We are very excited to introduce our exciting Hawaiian Music Documentary project and ho’olu komo la kaua, the untold story of the Hawaiian Music Renaissance of the 1970s and 80s, Moea No I Ka Pu‘uwai E Waimānalo, Straight From the Heart of Waimānalo. Part II of our Let’s Play Music video project.
Following the release of this film we will again contract it to PBS for their fundraising purposes in support of the new center they are building on Oahu. PBS has continued to be a major supporter documenting Hawai‘i’s music masters and adding to Hawaiian music archival collections.
We are also introducing our webisode broadcast from Waimanalo monthly. With this, we hope to have as many of Hawai‘i’s musicians young and old come out to the backyard to kanikapila and do extended interviews with our project MC Skylark Rossetti.
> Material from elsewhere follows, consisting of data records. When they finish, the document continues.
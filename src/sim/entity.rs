//! Entity model: disks, walls and actuators sharing one body record

use glam::{BVec2, Vec2};

use super::actuator::{Actuator, Pose};
use super::geometry::segment_bounds;
use crate::EntityId;
use crate::consts::FIXED_MASS;

/// Attributes every entity carries
#[derive(Debug, Clone)]
pub struct Body {
    pub id: EntityId,
    /// Top-left of the bounding box for disks, segment origin for walls
    pub pos: Vec2,
    /// Bounding extents for disks (diameter, diameter), segment vector for walls
    pub size: Vec2,
    pub vel: Vec2,
    /// Fixed bodies have effectively infinite mass and never change velocity
    pub fixed: bool,
    pub mass: f32,
    /// Restitution multiplier applied to the other party on contact
    pub bumper: f32,
    /// Render color, passed through untouched
    pub color: String,
}

impl Body {
    pub fn new(
        id: EntityId,
        pos: Vec2,
        size: Vec2,
        vel: Vec2,
        fixed: bool,
        bumper: f32,
        color: impl Into<String>,
    ) -> Self {
        let mass = if fixed {
            FIXED_MASS
        } else {
            (size.x * size.y).abs()
        };
        Self {
            id,
            pos,
            size,
            vel: if fixed { Vec2::ZERO } else { vel },
            fixed,
            mass,
            bumper,
            color: color.into(),
        }
    }

    /// Center of the bounding box
    #[inline]
    pub fn center(&self) -> Vec2 {
        self.pos + self.size * 0.5
    }
}

/// Disk-specific state
#[derive(Debug, Clone)]
pub struct Disk {
    pub radius: f32,
    /// Points awarded when this disk takes part in a disk-disk contact
    pub score: u32,
    /// Per-axis hysteresis so a disk pressed against the table edge reverses once
    pub wall_contact: BVec2,
}

/// Bounding box of a segment, used to clip projections to the segment's span
#[derive(Debug, Clone, Copy, PartialEq)]
pub struct Segment {
    pub min: Vec2,
    pub max: Vec2,
}

impl Segment {
    pub fn from_pose(pose: Pose) -> Self {
        let (min, max) = segment_bounds(pose.origin, pose.extent);
        Self { min, max }
    }
}

/// Closed set of entity variants
#[derive(Debug, Clone)]
pub enum Shape {
    Disk(Disk),
    Wall(Segment),
    Actuator(Actuator),
}

/// A simulated entity
#[derive(Debug, Clone)]
pub struct Entity {
    pub body: Body,
    pub shape: Shape,
}

impl Entity {
    /// A disk whose bounding box starts at `pos` with the given diameter
    #[allow(clippy::too_many_arguments)]
    pub fn disk(
        id: EntityId,
        pos: Vec2,
        diameter: f32,
        vel: Vec2,
        fixed: bool,
        bumper: f32,
        score: u32,
        color: impl Into<String>,
    ) -> Self {
        let size = Vec2::splat(diameter);
        Self {
            body: Body::new(id, pos, size, vel, fixed, bumper, color),
            shape: Shape::Disk(Disk {
                radius: diameter / 2.0,
                score,
                wall_contact: BVec2::FALSE,
            }),
        }
    }

    /// A static segment from `origin` to `origin + extent`
    pub fn wall(
        id: EntityId,
        origin: Vec2,
        extent: Vec2,
        fixed: bool,
        bumper: f32,
        color: impl Into<String>,
    ) -> Self {
        let pose = Pose { origin, extent };
        Self {
            body: Body::new(id, origin, extent, Vec2::ZERO, fixed, bumper, color),
            shape: Shape::Wall(Segment::from_pose(pose)),
        }
    }

    /// An actuated segment, starting in its rest pose
    pub fn actuator(id: EntityId, fixed: bool, actuator: Actuator, color: impl Into<String>) -> Self {
        let pose = actuator.pose();
        Self {
            body: Body::new(
                id,
                pose.origin,
                pose.extent,
                Vec2::ZERO,
                fixed,
                actuator.bumper(),
                color,
            ),
            shape: Shape::Actuator(actuator),
        }
    }

    #[inline]
    pub fn id(&self) -> EntityId {
        self.body.id
    }

    /// Disks take part in stepping; walls and actuators are only targets
    #[inline]
    pub fn is_active(&self) -> bool {
        matches!(self.shape, Shape::Disk(_))
    }

    pub fn as_disk(&self) -> Option<&Disk> {
        match &self.shape {
            Shape::Disk(disk) => Some(disk),
            _ => None,
        }
    }

    /// Current segment pose and bounds for walls and actuators
    pub fn segment(&self) -> Option<(Pose, Segment)> {
        let pose = Pose {
            origin: self.body.pos,
            extent: self.body.size,
        };
        match &self.shape {
            Shape::Wall(segment) => Some((pose, *segment)),
            Shape::Actuator(actuator) => Some((pose, actuator.segment)),
            Shape::Disk(_) => None,
        }
    }

    /// Advance an actuator's timer and mirror its pose onto the body
    ///
    /// No-op for other variants. Returns true when the geometry changed.
    pub fn actuate(&mut self, key: Option<char>) -> bool {
        let Shape::Actuator(actuator) = &mut self.shape else {
            return false;
        };
        let changed = actuator.advance(key);
        let pose = actuator.pose();
        self.body.pos = pose.origin;
        self.body.size = pose.extent;
        self.body.bumper = actuator.bumper();
        changed
    }
}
Content form these sessions will be made available as archives for future generations.
So your contribution to this kickstarter campaign helps to preserve the story of Hawai’i’s pivotal musical generation from the 1970s and ’80s and many of today’s next generation of musicians, makes it possible to create some amazing new music, kanikapila style and supports PBS Hawai‘i.
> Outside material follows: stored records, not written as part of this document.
//! Time-limited actuator (flipper) state machine
//!
//! An actuator rests in one pose and snaps to an extended pose for a fixed
//! number of ticks after its key is seen:
//! - `Rest`: countdown == 0, rest pose, rest bumper factor
//! - `Extended`: countdown > 0, extended pose, boosted bumper factor

use glam::Vec2;
use serde::{Deserialize, Serialize};

use super::entity::Segment;

/// Segment geometry: origin plus extent vector
#[derive(Debug, Clone, Copy, PartialEq, Serialize, Deserialize)]
pub struct Pose {
    pub origin: Vec2,
    pub extent: Vec2,
}

/// Actuator phase derived from the countdown
#[derive(Debug, Clone, Copy, PartialEq, Eq)]
pub enum ActuatorState {
    Rest,
    Extended,
}

#[derive(Debug, Clone)]
pub struct Actuator {
    pub rest: Pose,
    pub extended: Pose,
    pub rest_bumper: f32,
    pub extended_bumper: f32,
    /// Key that fires this actuator
    pub key: char,
    /// Ticks spent extended per trigger
    pub duration: u32,
    /// Ticks left in the extended pose
    pub countdown: u32,
    /// Bounds of the current pose
    pub segment: Segment,
    /// Geometry changed on the last advance (renderer must rebuild the shape)
    pub rebuilt: bool,
}

impl Actuator {
    pub fn new(rest: Pose, extended: Pose, bumper: f32, boost: f32, key: char, duration: u32) -> Self {
        Self {
            rest,
            extended,
            rest_bumper: bumper,
            extended_bumper: bumper * boost,
            key,
            duration,
            countdown: 0,
            segment: Segment::from_pose(rest),
            rebuilt: false,
        }
    }

    pub fn state(&self) -> ActuatorState {
        if self.countdown > 0 {
            ActuatorState::Extended
        } else {
            ActuatorState::Rest
        }
    }

    /// Pose for the current state
    pub fn pose(&self) -> Pose {
        match self.state() {
            ActuatorState::Rest => self.rest,
            ActuatorState::Extended => self.extended,
        }
    }

    /// Bumper factor for the current state
    pub fn bumper(&self) -> f32 {
        match self.state() {
            ActuatorState::Rest => self.rest_bumper,
            ActuatorState::Extended => self.extended_bumper,
        }
    }

    /// Advance one tick with this tick's key, returning whether the pose changed
    pub fn advance(&mut self, key: Option<char>) -> bool {
        let before = self.pose();

        if key == Some(self.key) {
            if self.countdown == 0 {
                log::debug!("Actuator '{}' fired", self.key);
            }
            self.countdown = self.duration;
        } else if self.countdown > 0 {
            self.countdown -= 1;
        }

        let after = self.pose();
        self.rebuilt = after != before;
        if self.rebuilt {
            self.segment = Segment::from_pose(after);
        }
        self.rebuilt
    }
}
The contribution of the music of the Hawaiian Renaissance to the social changes underway in Hawai‘i today should not be overlooked. Before dismissing music as “epiphenomenal,” one should at least consider the question of whether it may be of more basic influence as an impetus to social change.
Hawaiian music and dance as the focal point in many cases have been effective in helping to establish a common consciousness and concern with pressing social issues that on the part of Hawaiians can be seen in many areas of life today. By tying these pressing social issues to traditional culture and musical forms, artists have also tied them to the central values and symbols of the Hawaiian people, giving them at the same time cultural legitimacy and emotional urgency. The Honolulu Advertiser remarked in an editorial on March 23, 1982: “A movement which some people dismissed as short-lived and superficial has become well established. My own family’s recordings and Waimanalo sessions have supported and continue to support this goal.
The timing of this project is critical, as recognized through the passing of Dennis Kamakahi shortly after the completion of Let’s Play Music Part I. We cannot begin too soon to record and capture these treasured performers and their beloved music.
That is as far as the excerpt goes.